# Briefly explain why we cannot immediately apply the partial fraction decomposition technique for...

## Question:

Briefly explain why we cannot immediately apply the partial fraction decomposition technique for the following fraction. Then put the fraction into a form where we can apply the partial fraction decomposition technique. Do not find the decomposition.

{eq}\frac{6x^2 - 10x + 7}{2x^2 + 5x} {/eq}

## Partial Fractions

The integral of a proper rational function is obtained by decomposing the function into partial fractions.

{eq}\displaystyle \frac {p(x)}{(x-a)^n(x^2+b^2)^m}=\frac{A_1}{x-a}+\frac{A_2}{(x-a)^2}+...+\frac{A_n}{(x-a)^n}+\frac{B_1x+C_1}{x^2+b^2}+\frac{B_2x+C_2}{(x^2+b^2)^2}+...+\frac{B_mx+C_m}{(x^2+b^2)^m} {/eq},

where {eq}\displaystyle \text{degree}(p(x))<2m+n, \text{ and } A_i, (i=1,..,n), B_j, C_j, (j=1,...,m) \text{ are constants to be determined}. {/eq}

A rational function is proper if the degree of the numerator is strictly less than the degree of the denominator.

If the fraction is not proper, we will do the long division polynomials to obtain the proper form.

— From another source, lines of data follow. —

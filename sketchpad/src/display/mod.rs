/// In-memory sink, for tests and scripts without a screen
pub mod headless;

/// On-screen sink backed by `winit` and `softbuffer`
pub mod window;

pub use headless::Headless;
pub use window::WindowSink;

use crate::geometry::{Coord, Position, Size};
use crate::graphics::{unpack, Color};
use crate::render::PixelSurface;

/// Where a canvas sends its buffer.
///
/// `present` is fire-and-forget: it hands the current frame over and returns
/// without waiting for it to reach the screen.
pub trait DisplaySink {
    /// Asks for the display to become visible; called once when the canvas is created
    fn show(&mut self, _title: &str, _size: Size) {}

    fn present(&mut self, surface: &PixelSurface);

    fn add_click_listener(&mut self, _handler: PointerHandler) {
        log::debug!("display does not deliver pointer input, dropping click listener");
    }

    fn add_motion_listener(&mut self, _handler: PointerHandler) {
        log::debug!("display does not deliver pointer input, dropping motion listener");
    }
}

/// A snapshot of the buffer as handed to the display
#[derive(Clone, Debug, PartialEq, Eq)]
pub struct Frame {
    pub size: Size,
    pub pixels: Vec<u32>,
}
impl Frame {
    pub fn capture(surface: &PixelSurface) -> Self {
        Self {
            size: surface.dimensions(),
            pixels: surface.pixels().to_vec(),
        }
    }

    /// Overwrites this frame in place, reusing its allocation
    pub fn copy_from(&mut self, surface: &PixelSurface) {
        self.size = surface.dimensions();
        self.pixels.clear();
        self.pixels.extend_from_slice(surface.pixels());
    }

    pub fn get(&self, x: Coord, y: Coord) -> Option<Color> {
        self.size
            .contains(Position::new(x, y))
            .then(|| unpack(self.pixels[y as usize * self.size.width as usize + x as usize]))
    }
}

#[derive(Clone, Copy, Debug, PartialEq, Eq, Hash)]
pub enum PointerButton {
    Left,
    Right,
    Middle,
    Other(u16),
}

#[derive(Clone, Copy, Debug, PartialEq, Eq)]
pub enum PointerKind {
    Pressed,
    Released,
    Moved,
}

#[derive(Clone, Copy, Debug, PartialEq, Eq)]
pub struct PointerEvent {
    pub kind: PointerKind,
    /// Surface coordinates
    pub position: Position,
    /// `None` for motion
    pub button: Option<PointerButton>,
}

pub type PointerHandler = Box<dyn FnMut(&PointerEvent) + Send>;

/// Registered pointer handlers: clicks get presses and releases, motion gets moves
#[derive(Default)]
pub struct Listeners {
    click: Vec<PointerHandler>,
    motion: Vec<PointerHandler>,
}
impl Listeners {
    pub fn add_click(&mut self, handler: PointerHandler) {
        self.click.push(handler);
    }

    pub fn add_motion(&mut self, handler: PointerHandler) {
        self.motion.push(handler);
    }

    pub fn is_empty(&self) -> bool {
        self.click.is_empty() && self.motion.is_empty()
    }

    pub fn dispatch(&mut self, event: &PointerEvent) {
        let handlers = match event.kind {
            PointerKind::Pressed | PointerKind::Released => &mut self.click,
            PointerKind::Moved => &mut self.motion,
        };
        handlers.iter_mut().for_each(|handler| handler(event));
    }
}

#[cfg(test)]
mod tests {
    use std::sync::{Arc, Mutex};

    use super::*;
    use crate::graphics::named::{RED, WHITE};

    #[test]
    fn frame_reads_back_pixels() {
        let mut surface = PixelSurface::new(Size::new(3, 2), WHITE);
        surface.set(2, 1, RED);
        let frame = Frame::capture(&surface);
        assert_eq!(frame.get(2, 1), Some(RED));
        assert_eq!(frame.get(0, 0), Some(WHITE));
        assert_eq!(frame.get(3, 0), None);
    }

    #[test]
    fn listeners_route_by_kind() {
        let seen = Arc::new(Mutex::new(Vec::new()));
        let mut listeners = Listeners::default();
        let clicks = seen.clone();
        listeners.add_click(Box::new(move |event| {
            clicks.lock().unwrap().push(("click", event.kind))
        }));
        let moves = seen.clone();
        listeners.add_motion(Box::new(move |event| {
            moves.lock().unwrap().push(("motion", event.kind))
        }));

        for kind in [PointerKind::Moved, PointerKind::Pressed, PointerKind::Released] {
            listeners.dispatch(&PointerEvent {
                kind,
                position: Position::new(1, 1),
                button: None,
            });
        }

        assert_eq!(
            *seen.lock().unwrap(),
            vec![
                ("motion", PointerKind::Moved),
                ("click", PointerKind::Pressed),
                ("click", PointerKind::Released),
            ]
        );
    }
}
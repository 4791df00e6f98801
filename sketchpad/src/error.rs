use std::fmt::Display;

/// Raised when a canvas cannot be set up as asked.
///
/// Drawing itself never fails: out-of-range and degenerate input just draws less.
#[derive(Debug, Clone, PartialEq, Eq)]
pub enum CanvasError {
    /// Width and height must both be positive
    InvalidDimensions { width: i64, height: i64 },
}
impl Display for CanvasError {
    fn fmt(&self, f: &mut std::fmt::Formatter<'_>) -> std::fmt::Result {
        match self {
            CanvasError::InvalidDimensions { width, height } => write!(
                f,
                "CanvasError: canvas must be at least 1x1 pixels, got {width}x{height}"
            ),
        }
    }
}
impl std::error::Error for CanvasError {}
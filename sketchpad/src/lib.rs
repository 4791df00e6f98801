//! A minimal immediate-mode drawing surface.
//!
//! A [`Canvas`] owns a fixed-size pixel buffer, draws points, lines, rectangles,
//! discs, rings and text into it, and pushes it to a [`DisplaySink`] either after
//! every call or only when asked to.

/// The drawing facade tying everything together
pub mod canvas;

/// TOML configuration
pub mod config;

/// Where frames go: a window, or nowhere in particular
pub mod display;

pub mod error;

/// Positions and sizes in integer pixels
pub mod geometry;

/// Graphics primitives, such as typeface and color
pub mod graphics;

/// Pacing for frame-by-frame animation
pub mod pause;

/// Rendering engine implementation
pub mod render;

pub mod repaint;

pub mod state;

pub use canvas::Canvas;
pub use config::CanvasConfig;
pub use display::{DisplaySink, Headless, PointerEvent};
pub use error::CanvasError;
pub use graphics::{named, Color, Font, MonoSize};
use crate::graphics::{named, Color, Font};

/// The ambient pen: one active color and one active font, read by every draw call.
///
/// Owned by a single canvas. Changing either only affects operations issued afterwards.
#[derive(Clone, Debug, PartialEq)]
pub struct DrawingState {
    foreground: Color,
    font: Font,
}
impl DrawingState {
    pub fn foreground(&self) -> Color {
        self.foreground
    }

    pub fn set_foreground(&mut self, color: Color) {
        self.foreground = color;
    }

    pub fn font(&self) -> &Font {
        &self.font
    }

    pub fn set_font(&mut self, font: Font) {
        self.font = font;
    }
}
impl Default for DrawingState {
    fn default() -> Self {
        Self {
            foreground: named::BLACK,
            font: Font::default(),
        }
    }
}
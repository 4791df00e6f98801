/// Coordinates are signed so shape algorithms can walk past the edges of the surface
pub type Coord = i32;

#[derive(Clone, Copy, Debug, PartialEq, Eq)]
pub struct Size {
    pub width: u32,
    pub height: u32,
}
impl Size {
    pub fn new(width: u32, height: u32) -> Self {
        Self { width, height }
    }

    pub fn area(&self) -> usize {
        self.width as usize * self.height as usize
    }

    /// `true` if the position falls inside `[0, width) x [0, height)`
    pub fn contains(&self, position: Position) -> bool {
        position.x >= 0
            && position.y >= 0
            && (position.x as i64) < self.width as i64
            && (position.y as i64) < self.height as i64
    }
}

/// Position from the top left of the surface
#[derive(Clone, Copy, Debug, Default, PartialEq, Eq)]
pub struct Position {
    pub x: Coord,
    pub y: Coord,
}
impl Position {
    pub fn new(x: Coord, y: Coord) -> Self {
        Self { x, y }
    }

    pub fn offset(self, dx: Coord, dy: Coord) -> Self {
        Self {
            x: self.x.saturating_add(dx),
            y: self.y.saturating_add(dy),
        }
    }
}
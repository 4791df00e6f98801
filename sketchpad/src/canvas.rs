use crate::config::CanvasConfig;
use crate::display::{DisplaySink, Headless, PointerEvent};
use crate::error::CanvasError;
use crate::geometry::{Coord, Position, Size};
use crate::graphics::{Color, Font};
use crate::pause::{Interrupter, Pacer, PauseObserver};
use crate::render::{
    shapes::{Disc, Ring},
    text::{GlyphRasterizer, TextRenderer},
    Drawable, PixelSurface,
};
use crate::repaint::RepaintScheduler;
use crate::state::DrawingState;

/// An immediate-mode drawing surface bound to a display.
///
/// Every draw call takes its color explicitly and also makes it the active color.
/// After the buffer has been changed the repaint scheduler decides whether the
/// display gets the new frame right away or waits for [`Canvas::repaint`].
pub struct Canvas<D: DisplaySink> {
    title: String,
    surface: PixelSurface,
    state: DrawingState,
    scheduler: RepaintScheduler,
    pacer: Pacer,
    text: Box<dyn TextRenderer>,
    display: D,
}

impl<D: DisplaySink> Canvas<D> {
    /// Allocates a `width` x `height` buffer filled with `background` and shows it.
    ///
    /// The foreground starts black and repaints start out automatic.
    pub fn new(
        title: impl Into<String>,
        width: i64,
        height: i64,
        background: Color,
        display: D,
    ) -> Result<Self, CanvasError> {
        let invalid = CanvasError::InvalidDimensions { width, height };
        let width = u32::try_from(width).map_err(|_| invalid.clone())?;
        let height = u32::try_from(height).map_err(|_| invalid.clone())?;
        if width == 0 || height == 0 {
            return Err(invalid);
        }

        let size = Size::new(width, height);
        let mut canvas = Self {
            title: title.into(),
            surface: PixelSurface::new(size, background),
            state: DrawingState::default(),
            scheduler: RepaintScheduler::default(),
            pacer: Pacer::new(),
            text: Box::new(GlyphRasterizer),
            display,
        };
        log::info!("created {}x{} canvas {:?}", width, height, canvas.title);
        canvas.display.show(&canvas.title, size);
        Ok(canvas)
    }

    /// Builds a canvas from configuration, loading its font if one is set
    pub fn from_config(config: &CanvasConfig, display: D) -> eyre::Result<Self> {
        let font = config.resolve_font()?;
        let mut canvas = Self::new(
            config.title.clone(),
            config.width,
            config.height,
            config.background_color(),
            display,
        )?;
        canvas.state.set_font(font);
        Ok(canvas)
    }

    /// Replaces the default [`GlyphRasterizer`]
    pub fn with_text_renderer(mut self, renderer: impl TextRenderer + 'static) -> Self {
        self.text = Box::new(renderer);
        self
    }

    pub fn with_pause_observer(mut self, observer: impl PauseObserver + 'static) -> Self {
        self.pacer.set_observer(observer);
        self
    }

    pub fn title(&self) -> &str {
        &self.title
    }

    pub fn width(&self) -> u32 {
        self.surface.width()
    }

    pub fn height(&self) -> u32 {
        self.surface.height()
    }

    /// Reads one pixel of the buffer; `None` outside the surface
    pub fn pixel(&self, x: Coord, y: Coord) -> Option<Color> {
        self.surface.get(x, y)
    }

    pub fn draw_point(&mut self, x: Coord, y: Coord, color: Color) {
        self.state.set_foreground(color);
        self.surface.set(x, y, color);
        self.finish();
    }

    pub fn draw_line(&mut self, x1: Coord, y1: Coord, x2: Coord, y2: Coord, color: Color) {
        self.state.set_foreground(color);
        self.surface.draw_line(x1, y1, x2, y2, color);
        self.finish();
    }

    /// Filled axis-aligned rectangle between two opposite corners, far edges exclusive
    pub fn draw_rectangle(&mut self, x1: Coord, y1: Coord, x2: Coord, y2: Coord, color: Color) {
        self.state.set_foreground(color);
        self.surface.fill_rect(x1, y1, x2, y2, color);
        self.finish();
    }

    pub fn draw_disc(&mut self, x: Coord, y: Coord, radius: Coord, color: Color) {
        self.state.set_foreground(color);
        Disc { radius }.draw_at(&mut self.surface, Position::new(x, y), color);
        self.finish();
    }

    /// Five pixel thick ring with outer radius `radius`; see [`Ring`] for small radii
    pub fn draw_circle(&mut self, x: Coord, y: Coord, radius: Coord, color: Color) {
        self.state.set_foreground(color);
        Ring { radius }.draw_at(&mut self.surface, Position::new(x, y), color);
        self.finish();
    }

    /// Writes `text` with its baseline starting at `(x, y)` in the active font
    pub fn draw_text(&mut self, text: &str, x: Coord, y: Coord, color: Color) {
        self.state.set_foreground(color);
        self.text.render(
            &mut self.surface,
            text,
            Position::new(x, y),
            self.state.foreground(),
            self.state.font(),
        );
        self.finish();
    }

    pub fn draw_number(&mut self, number: i64, x: Coord, y: Coord, color: Color) {
        self.draw_text(&number.to_string(), x, y, color);
    }

    /// Paints the whole buffer; the active color is left alone
    pub fn clear(&mut self, color: Color) {
        self.surface.fill(color);
        self.finish();
    }

    pub fn foreground_color(&self) -> Color {
        self.state.foreground()
    }

    pub fn set_foreground_color(&mut self, color: Color) {
        self.state.set_foreground(color);
    }

    pub fn font(&self) -> &Font {
        self.state.font()
    }

    pub fn set_font(&mut self, font: Font) {
        self.state.set_font(font);
    }

    pub fn auto_repaint(&self) -> bool {
        self.scheduler.is_auto()
    }

    pub fn set_auto_repaint(&mut self, auto: bool) {
        self.scheduler.set_auto(auto);
    }

    /// Sends the buffer to the display now, whatever the repaint mode
    pub fn repaint(&mut self) {
        log::debug!("presenting {:?}", self.title);
        self.display.present(&self.surface);
    }

    /// Blocks this thread for `millis` milliseconds, or less if interrupted
    pub fn pause(&self, millis: u64) {
        self.pacer.pause(millis);
    }

    /// A handle that cuts short the pause in progress, usable from other threads
    pub fn interrupter(&self) -> Interrupter {
        self.pacer.interrupter()
    }

    pub fn add_click_listener(&mut self, handler: impl FnMut(&PointerEvent) + Send + 'static) {
        self.display.add_click_listener(Box::new(handler));
    }

    pub fn add_motion_listener(&mut self, handler: impl FnMut(&PointerEvent) + Send + 'static) {
        self.display.add_motion_listener(Box::new(handler));
    }

    /// The underlying display
    pub fn display(&self) -> &D {
        &self.display
    }

    pub fn display_mut(&mut self) -> &mut D {
        &mut self.display
    }

    /// Raw access to the pixel buffer. Changes made here are not flushed automatically.
    pub fn surface(&self) -> &PixelSurface {
        &self.surface
    }

    pub fn surface_mut(&mut self) -> &mut PixelSurface {
        &mut self.surface
    }

    fn finish(&mut self) {
        if self.scheduler.after_mutation() {
            self.repaint();
        }
    }
}

impl Canvas<Headless> {
    /// A canvas with the default configuration and no screen
    pub fn headless() -> Self {
        let config = CanvasConfig::default();
        Self::new(
            config.title.clone(),
            config.width,
            config.height,
            config.background_color(),
            Headless::new(),
        )
        .unwrap_or_else(|_| unreachable!("default dimensions are positive"))
    }
}
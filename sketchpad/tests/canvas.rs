use std::sync::{Arc, Mutex};
use std::time::Duration;

use sketchpad::{
    display::{PointerButton, PointerKind},
    geometry::Position,
    named::{BLACK, BLUE, GREEN, RED, WHITE},
    pause::PauseObserver,
    render::{text::TextRenderer, PixelSurface},
    Canvas, CanvasError, Color, Font, Headless, MonoSize, PointerEvent,
};

fn canvas(width: i64, height: i64) -> Canvas<Headless> {
    Canvas::new("scenario", width, height, WHITE, Headless::new()).unwrap()
}

fn colored(canvas: &Canvas<Headless>, color: Color) -> Vec<(i32, i32)> {
    let mut out = Vec::new();
    for y in 0..canvas.height() as i32 {
        for x in 0..canvas.width() as i32 {
            if canvas.pixel(x, y) == Some(color) {
                out.push((x, y));
            }
        }
    }
    out
}

#[test]
fn rectangle_on_ten_by_ten() {
    let mut canvas = canvas(10, 10);
    canvas.draw_rectangle(2, 2, 5, 5, BLACK);
    assert_eq!(canvas.pixel(3, 3), Some(BLACK));
    assert_eq!(canvas.pixel(6, 6), Some(WHITE));
}

#[test]
fn zero_radius_disc_colors_one_pixel() {
    let mut canvas = canvas(10, 10);
    canvas.draw_disc(5, 5, 0, RED);
    assert_eq!(colored(&canvas, RED), vec![(5, 5)]);
}

#[test]
fn point_reads_back() {
    let mut canvas = canvas(16, 9);
    for (x, y) in [(0, 0), (15, 8), (7, 4)] {
        canvas.draw_point(x, y, GREEN);
        assert_eq!(canvas.pixel(x, y), Some(GREEN));
    }
}

#[test]
fn out_of_bounds_drawing_is_silent() {
    let mut canvas = canvas(8, 8);
    canvas.draw_point(-1, 3, RED);
    canvas.draw_point(8, 3, RED);
    canvas.draw_line(-20, -20, -5, -5, RED);
    canvas.draw_rectangle(100, 100, 200, 200, RED);
    canvas.draw_disc(-50, -50, 10, RED);
    canvas.draw_circle(4, 4, -1, RED);
    assert!(colored(&canvas, RED).is_empty());
    // every call still flushed
    assert_eq!(canvas.display().presents(), 6);
}

#[test]
fn rectangle_ignores_corner_order() {
    let mut a = canvas(12, 12);
    let mut b = canvas(12, 12);
    a.draw_rectangle(9, 1, 3, 7, BLUE);
    b.draw_rectangle(3, 7, 9, 1, BLUE);
    assert_eq!(a.surface().pixels(), b.surface().pixels());
    assert_eq!(colored(&a, BLUE).len(), 6 * 6);
}

#[test]
fn drawing_twice_changes_nothing_more() {
    let mut once = canvas(30, 30);
    let mut twice = canvas(30, 30);
    once.draw_circle(15, 15, 10, RED);
    twice.draw_circle(15, 15, 10, RED);
    twice.draw_circle(15, 15, 10, RED);
    assert_eq!(once.surface().pixels(), twice.surface().pixels());
}

#[test]
fn manual_mode_batches_into_one_flush() {
    let mut canvas = canvas(20, 20);
    canvas.set_auto_repaint(false);
    canvas.draw_point(1, 1, RED);
    canvas.draw_line(0, 19, 19, 19, GREEN);
    canvas.draw_rectangle(5, 5, 8, 8, BLUE);
    canvas.draw_disc(15, 5, 2, BLACK);
    assert_eq!(canvas.display().presents(), 0);

    canvas.repaint();
    assert_eq!(canvas.display().presents(), 1);

    let frame = canvas.display().last_frame().unwrap();
    assert_eq!(frame.get(1, 1), Some(RED));
    assert_eq!(frame.get(10, 19), Some(GREEN));
    assert_eq!(frame.get(6, 6), Some(BLUE));
    assert_eq!(frame.get(15, 5), Some(BLACK));
}

#[test]
fn switching_to_auto_does_not_flush() {
    let mut canvas = canvas(20, 20);
    canvas.set_auto_repaint(false);
    canvas.draw_point(1, 1, RED);
    canvas.set_auto_repaint(true);
    assert_eq!(canvas.display().presents(), 0);
    canvas.draw_point(2, 2, RED);
    assert_eq!(canvas.display().presents(), 1);
    assert_eq!(canvas.display().last_frame().unwrap().get(1, 1), Some(RED));
}

#[test]
fn repaint_flushes_in_auto_mode_too() {
    let mut canvas = canvas(4, 4);
    canvas.repaint();
    canvas.repaint();
    assert_eq!(canvas.display().presents(), 2);
}

#[test]
fn presented_frame_matches_buffer() {
    let mut canvas = canvas(20, 20);
    canvas.draw_disc(10, 10, 6, RED);
    let frame = canvas.display().last_frame().unwrap();
    assert_eq!(frame.pixels.as_slice(), canvas.surface().pixels());
}

#[test]
fn invalid_dimensions_are_rejected() {
    let err = Canvas::new("empty", 0, 10, WHITE, Headless::new()).err();
    assert_eq!(
        err,
        Some(CanvasError::InvalidDimensions {
            width: 0,
            height: 10
        })
    );
}

#[derive(Clone, Default)]
struct Recording(Arc<Mutex<Vec<(String, Position, Color, Font)>>>);
impl TextRenderer for Recording {
    fn render(
        &self,
        _surface: &mut PixelSurface,
        text: &str,
        origin: Position,
        color: Color,
        font: &Font,
    ) {
        self.0
            .lock()
            .unwrap()
            .push((text.to_owned(), origin, color, font.clone()));
    }
}

#[test]
fn text_is_delegated_with_active_state() {
    let recording = Recording::default();
    let mut canvas = canvas(50, 50).with_text_renderer(recording.clone());
    canvas.set_font(Font::Mono(MonoSize::Large));
    canvas.draw_text("hello", 3, 40, BLUE);
    canvas.draw_number(-42, 5, 20, RED);

    let calls = recording.0.lock().unwrap();
    assert_eq!(
        *calls,
        vec![
            (
                "hello".to_owned(),
                Position::new(3, 40),
                BLUE,
                Font::Mono(MonoSize::Large)
            ),
            (
                "-42".to_owned(),
                Position::new(5, 20),
                RED,
                Font::Mono(MonoSize::Large)
            ),
        ]
    );
    assert_eq!(canvas.foreground_color(), RED);
    assert_eq!(canvas.display().presents(), 2);
}

#[test]
fn default_text_renderer_paints_pixels() {
    let mut canvas = canvas(80, 30);
    canvas.draw_text("42", 5, 20, BLUE);
    assert!(!colored(&canvas, BLUE).is_empty());
}

#[test]
fn pointer_listeners_are_forwarded_to_the_display() {
    let seen = Arc::new(Mutex::new(Vec::new()));
    let mut canvas = canvas(10, 10);
    let clicks = seen.clone();
    canvas.add_click_listener(move |event| clicks.lock().unwrap().push(*event));
    let moves = seen.clone();
    canvas.add_motion_listener(move |event| moves.lock().unwrap().push(*event));

    let press = PointerEvent {
        kind: PointerKind::Pressed,
        position: Position::new(4, 5),
        button: Some(PointerButton::Left),
    };
    let motion = PointerEvent {
        kind: PointerKind::Moved,
        position: Position::new(6, 7),
        button: None,
    };
    canvas.display_mut().dispatch(&press);
    canvas.display_mut().dispatch(&motion);

    assert_eq!(*seen.lock().unwrap(), vec![press, motion]);
}

#[derive(Clone, Default)]
struct Interruptions(Arc<Mutex<usize>>);
impl PauseObserver for Interruptions {
    fn interrupted(&self, _requested: Duration, _elapsed: Duration) {
        *self.0.lock().unwrap() += 1;
    }
}

#[test]
fn interrupted_pause_keeps_drawing_state() {
    let interruptions = Interruptions::default();
    let mut canvas = canvas(10, 10).with_pause_observer(interruptions.clone());
    canvas.draw_point(1, 1, RED);

    let interrupter = canvas.interrupter();
    let waker = std::thread::spawn(move || {
        std::thread::sleep(Duration::from_millis(20));
        interrupter.interrupt();
    });
    canvas.pause(10_000);
    waker.join().unwrap();

    assert_eq!(*interruptions.0.lock().unwrap(), 1);
    assert_eq!(canvas.foreground_color(), RED);
    canvas.draw_point(2, 2, BLUE);
    assert_eq!(canvas.pixel(1, 1), Some(RED));
    assert_eq!(canvas.pixel(2, 2), Some(BLUE));
}
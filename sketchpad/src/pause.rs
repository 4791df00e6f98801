use std::{
    sync::mpsc::{self, Receiver, RecvTimeoutError, Sender},
    time::{Duration, Instant},
};

/// Gets told when a pause ends early.
///
/// An interruption is never an error; this is the only place it shows up.
pub trait PauseObserver: Send {
    fn interrupted(&self, requested: Duration, elapsed: Duration);
}

/// Default observer, reports through the `log` facade
#[derive(Clone, Copy, Debug, Default)]
pub struct LogObserver;
impl PauseObserver for LogObserver {
    fn interrupted(&self, requested: Duration, elapsed: Duration) {
        log::warn!(
            "pause of {}ms interrupted after {}ms",
            requested.as_millis(),
            elapsed.as_millis()
        );
    }
}

/// Cloneable trigger that cuts short whatever pause is in progress on its [`Pacer`]
#[derive(Clone, Debug)]
pub struct Interrupter(Sender<()>);
impl Interrupter {
    pub fn interrupt(&self) {
        // The pacer may already be gone, nothing left to wake then
        let _ = self.0.send(());
    }
}

/// Blocks the calling thread between animation frames
pub struct Pacer {
    interrupts: Receiver<()>,
    trigger: Sender<()>,
    observer: Box<dyn PauseObserver>,
}
impl Pacer {
    pub fn new() -> Self {
        Self::with_observer(LogObserver)
    }

    pub fn with_observer(observer: impl PauseObserver + 'static) -> Self {
        let (trigger, interrupts) = mpsc::channel();
        Self {
            interrupts,
            trigger,
            observer: Box::new(observer),
        }
    }

    pub fn set_observer(&mut self, observer: impl PauseObserver + 'static) {
        self.observer = Box::new(observer);
    }

    pub fn interrupter(&self) -> Interrupter {
        Interrupter(self.trigger.clone())
    }

    /// Waits for `millis` milliseconds or until interrupted, whichever comes first.
    ///
    /// Interrupts sent while no pause was running are discarded.
    pub fn pause(&self, millis: u64) {
        while self.interrupts.try_recv().is_ok() {}

        let requested = Duration::from_millis(millis);
        if requested.is_zero() {
            return;
        }

        let start = Instant::now();
        match self.interrupts.recv_timeout(requested) {
            Err(RecvTimeoutError::Timeout) => {}
            Ok(()) => self.observer.interrupted(requested, start.elapsed()),
            // We hold a sender ourselves, so this cannot happen
            Err(RecvTimeoutError::Disconnected) => {
                std::thread::sleep(requested.saturating_sub(start.elapsed()))
            }
        }
    }
}
impl Default for Pacer {
    fn default() -> Self {
        Self::new()
    }
}
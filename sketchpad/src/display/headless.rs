use super::{DisplaySink, Frame, Listeners, PointerEvent, PointerHandler};
use crate::geometry::Size;
use crate::render::PixelSurface;

/// Keeps the last presented frame and counts what the canvas asked for
#[derive(Default)]
pub struct Headless {
    title: Option<String>,
    shows: usize,
    presents: usize,
    last_frame: Option<Frame>,
    listeners: Listeners,
}
impl Headless {
    pub fn new() -> Self {
        Self::default()
    }

    /// Title passed to the last `show`
    pub fn title(&self) -> Option<&str> {
        self.title.as_deref()
    }

    pub fn shows(&self) -> usize {
        self.shows
    }

    pub fn presents(&self) -> usize {
        self.presents
    }

    pub fn last_frame(&self) -> Option<&Frame> {
        self.last_frame.as_ref()
    }

    /// Feeds a pointer event to the registered listeners, as a windowing system would
    pub fn dispatch(&mut self, event: &PointerEvent) {
        self.listeners.dispatch(event);
    }
}

impl DisplaySink for Headless {
    fn show(&mut self, title: &str, _size: Size) {
        self.title = Some(title.to_owned());
        self.shows += 1;
    }

    fn present(&mut self, surface: &PixelSurface) {
        self.presents += 1;
        match self.last_frame {
            Some(ref mut frame) => frame.copy_from(surface),
            None => self.last_frame = Some(Frame::capture(surface)),
        }
    }

    fn add_click_listener(&mut self, handler: PointerHandler) {
        self.listeners.add_click(handler);
    }

    fn add_motion_listener(&mut self, handler: PointerHandler) {
        self.listeners.add_motion(handler);
    }
}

## Answer and Explanation:

We cannot apply the partial fraction decomposition to the integral {eq}\displaystyle \frac{6x^2 - 10x + 7}{2x^2 + 5x} {/eq} in the current form,

{eq}\displaystyle \boxed{\text{ because the rational function is not a proper function}} {/eq}.

The integrand function {eq}\displaystyle \frac{6x^2 - 10x + 7}{2x^2 + 5x} {/eq} is improper, since the degree of the numerator is greater not less than the degree of the denominator.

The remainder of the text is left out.